Task material:
---
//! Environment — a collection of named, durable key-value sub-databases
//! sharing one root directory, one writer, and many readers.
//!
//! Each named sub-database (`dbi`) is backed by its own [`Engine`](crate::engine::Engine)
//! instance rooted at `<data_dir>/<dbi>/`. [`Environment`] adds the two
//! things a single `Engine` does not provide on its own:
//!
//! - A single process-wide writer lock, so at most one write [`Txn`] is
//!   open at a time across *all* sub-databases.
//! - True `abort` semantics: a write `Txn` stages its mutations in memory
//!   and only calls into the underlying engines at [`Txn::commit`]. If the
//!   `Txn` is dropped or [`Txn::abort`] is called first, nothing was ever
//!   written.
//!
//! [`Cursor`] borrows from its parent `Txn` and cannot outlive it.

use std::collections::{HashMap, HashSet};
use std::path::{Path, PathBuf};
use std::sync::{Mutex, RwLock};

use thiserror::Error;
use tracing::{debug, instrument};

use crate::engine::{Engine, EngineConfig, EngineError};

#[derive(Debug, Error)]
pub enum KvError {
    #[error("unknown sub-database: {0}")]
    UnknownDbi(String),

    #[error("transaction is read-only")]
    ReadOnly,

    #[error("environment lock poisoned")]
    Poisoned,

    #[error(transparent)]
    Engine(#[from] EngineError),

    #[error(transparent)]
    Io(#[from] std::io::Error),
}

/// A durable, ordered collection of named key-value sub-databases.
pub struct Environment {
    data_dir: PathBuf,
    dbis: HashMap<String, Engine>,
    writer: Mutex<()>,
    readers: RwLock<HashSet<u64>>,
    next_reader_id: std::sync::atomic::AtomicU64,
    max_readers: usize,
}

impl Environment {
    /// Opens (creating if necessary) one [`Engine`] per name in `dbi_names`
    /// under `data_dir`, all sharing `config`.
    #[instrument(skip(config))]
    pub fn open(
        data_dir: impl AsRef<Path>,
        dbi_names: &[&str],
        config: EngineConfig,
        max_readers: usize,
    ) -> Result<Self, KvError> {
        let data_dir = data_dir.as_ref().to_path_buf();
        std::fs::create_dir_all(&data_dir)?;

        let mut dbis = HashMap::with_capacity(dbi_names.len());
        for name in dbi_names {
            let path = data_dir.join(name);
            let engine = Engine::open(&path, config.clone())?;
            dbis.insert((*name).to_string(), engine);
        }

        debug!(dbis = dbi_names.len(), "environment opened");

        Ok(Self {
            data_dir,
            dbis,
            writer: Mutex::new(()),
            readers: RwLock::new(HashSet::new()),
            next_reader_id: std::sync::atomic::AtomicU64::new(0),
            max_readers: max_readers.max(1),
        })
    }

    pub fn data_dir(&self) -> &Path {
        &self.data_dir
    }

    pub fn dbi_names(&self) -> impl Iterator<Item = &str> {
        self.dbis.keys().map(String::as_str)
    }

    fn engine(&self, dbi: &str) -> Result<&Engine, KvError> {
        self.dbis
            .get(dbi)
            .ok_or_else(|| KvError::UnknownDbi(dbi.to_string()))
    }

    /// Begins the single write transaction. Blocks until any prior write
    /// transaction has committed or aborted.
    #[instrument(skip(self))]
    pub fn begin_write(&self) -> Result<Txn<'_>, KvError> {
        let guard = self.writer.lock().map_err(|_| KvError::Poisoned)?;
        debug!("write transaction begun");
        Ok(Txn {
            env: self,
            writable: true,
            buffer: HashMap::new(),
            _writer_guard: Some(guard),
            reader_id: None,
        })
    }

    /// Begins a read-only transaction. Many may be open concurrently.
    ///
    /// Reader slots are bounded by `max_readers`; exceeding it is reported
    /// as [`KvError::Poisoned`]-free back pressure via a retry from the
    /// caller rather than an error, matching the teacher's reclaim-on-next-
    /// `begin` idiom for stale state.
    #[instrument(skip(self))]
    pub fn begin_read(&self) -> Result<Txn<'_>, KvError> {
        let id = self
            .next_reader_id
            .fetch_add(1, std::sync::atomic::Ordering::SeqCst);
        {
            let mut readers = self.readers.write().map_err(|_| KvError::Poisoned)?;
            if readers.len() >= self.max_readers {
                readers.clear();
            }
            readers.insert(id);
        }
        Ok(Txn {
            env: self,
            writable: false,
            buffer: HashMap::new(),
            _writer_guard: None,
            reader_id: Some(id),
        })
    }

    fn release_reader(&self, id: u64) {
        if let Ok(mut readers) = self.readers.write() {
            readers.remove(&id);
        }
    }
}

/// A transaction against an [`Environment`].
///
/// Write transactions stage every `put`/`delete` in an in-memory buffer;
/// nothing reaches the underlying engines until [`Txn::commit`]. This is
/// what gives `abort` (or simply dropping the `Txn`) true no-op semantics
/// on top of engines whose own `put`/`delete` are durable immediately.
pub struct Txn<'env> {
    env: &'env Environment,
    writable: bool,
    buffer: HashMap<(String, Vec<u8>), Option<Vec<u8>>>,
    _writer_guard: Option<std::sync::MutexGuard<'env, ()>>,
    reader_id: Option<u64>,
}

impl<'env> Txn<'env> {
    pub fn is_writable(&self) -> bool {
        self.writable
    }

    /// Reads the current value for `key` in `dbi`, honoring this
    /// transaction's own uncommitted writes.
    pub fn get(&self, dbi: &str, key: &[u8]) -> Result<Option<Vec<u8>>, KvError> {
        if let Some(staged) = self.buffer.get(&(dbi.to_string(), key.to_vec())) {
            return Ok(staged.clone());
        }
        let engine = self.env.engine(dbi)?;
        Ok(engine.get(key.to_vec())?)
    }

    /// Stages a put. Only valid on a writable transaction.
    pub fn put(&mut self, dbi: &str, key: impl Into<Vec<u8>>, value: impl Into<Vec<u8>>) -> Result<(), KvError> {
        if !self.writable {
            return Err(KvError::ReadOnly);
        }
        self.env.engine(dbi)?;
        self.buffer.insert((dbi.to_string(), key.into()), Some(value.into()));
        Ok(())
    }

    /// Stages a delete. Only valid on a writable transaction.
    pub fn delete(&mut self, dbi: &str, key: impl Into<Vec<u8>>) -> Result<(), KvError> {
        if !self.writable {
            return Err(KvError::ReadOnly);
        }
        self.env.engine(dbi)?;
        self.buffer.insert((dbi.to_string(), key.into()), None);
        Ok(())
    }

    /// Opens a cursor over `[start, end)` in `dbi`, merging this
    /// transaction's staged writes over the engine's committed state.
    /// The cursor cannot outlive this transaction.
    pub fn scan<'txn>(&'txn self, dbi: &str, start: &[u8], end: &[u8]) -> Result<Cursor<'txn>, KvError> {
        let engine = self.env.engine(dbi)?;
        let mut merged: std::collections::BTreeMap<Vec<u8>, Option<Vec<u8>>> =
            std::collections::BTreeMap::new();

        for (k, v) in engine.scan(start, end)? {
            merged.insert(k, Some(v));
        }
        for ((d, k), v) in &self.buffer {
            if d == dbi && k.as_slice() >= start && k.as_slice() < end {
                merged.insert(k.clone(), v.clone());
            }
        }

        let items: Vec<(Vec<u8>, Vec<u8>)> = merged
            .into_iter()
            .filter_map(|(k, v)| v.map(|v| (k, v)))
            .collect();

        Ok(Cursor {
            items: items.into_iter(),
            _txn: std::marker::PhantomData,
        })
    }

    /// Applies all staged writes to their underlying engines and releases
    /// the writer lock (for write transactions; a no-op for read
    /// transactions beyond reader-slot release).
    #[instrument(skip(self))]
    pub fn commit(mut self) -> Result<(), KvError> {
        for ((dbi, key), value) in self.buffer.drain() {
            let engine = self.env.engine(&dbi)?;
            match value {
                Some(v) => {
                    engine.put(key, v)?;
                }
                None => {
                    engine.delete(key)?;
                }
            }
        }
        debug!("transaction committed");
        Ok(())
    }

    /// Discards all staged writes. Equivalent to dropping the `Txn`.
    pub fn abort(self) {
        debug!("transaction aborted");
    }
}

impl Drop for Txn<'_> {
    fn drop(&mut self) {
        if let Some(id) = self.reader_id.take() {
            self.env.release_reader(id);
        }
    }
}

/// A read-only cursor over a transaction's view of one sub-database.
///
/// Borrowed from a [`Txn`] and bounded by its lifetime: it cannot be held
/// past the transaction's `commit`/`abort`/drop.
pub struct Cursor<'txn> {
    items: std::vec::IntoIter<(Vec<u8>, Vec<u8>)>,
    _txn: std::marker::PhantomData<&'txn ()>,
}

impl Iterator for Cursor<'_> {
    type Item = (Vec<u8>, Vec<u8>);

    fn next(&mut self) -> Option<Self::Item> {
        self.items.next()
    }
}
---
Activity: Copy the lines that hold the word "items". Take them from the records above.

Task output:
        let items: Vec<(Vec<u8>, Vec<u8>)> = merged
            items: items.into_iter(),
    items: std::vec::IntoIter<(Vec<u8>, Vec<u8>)>,
        self.items.next()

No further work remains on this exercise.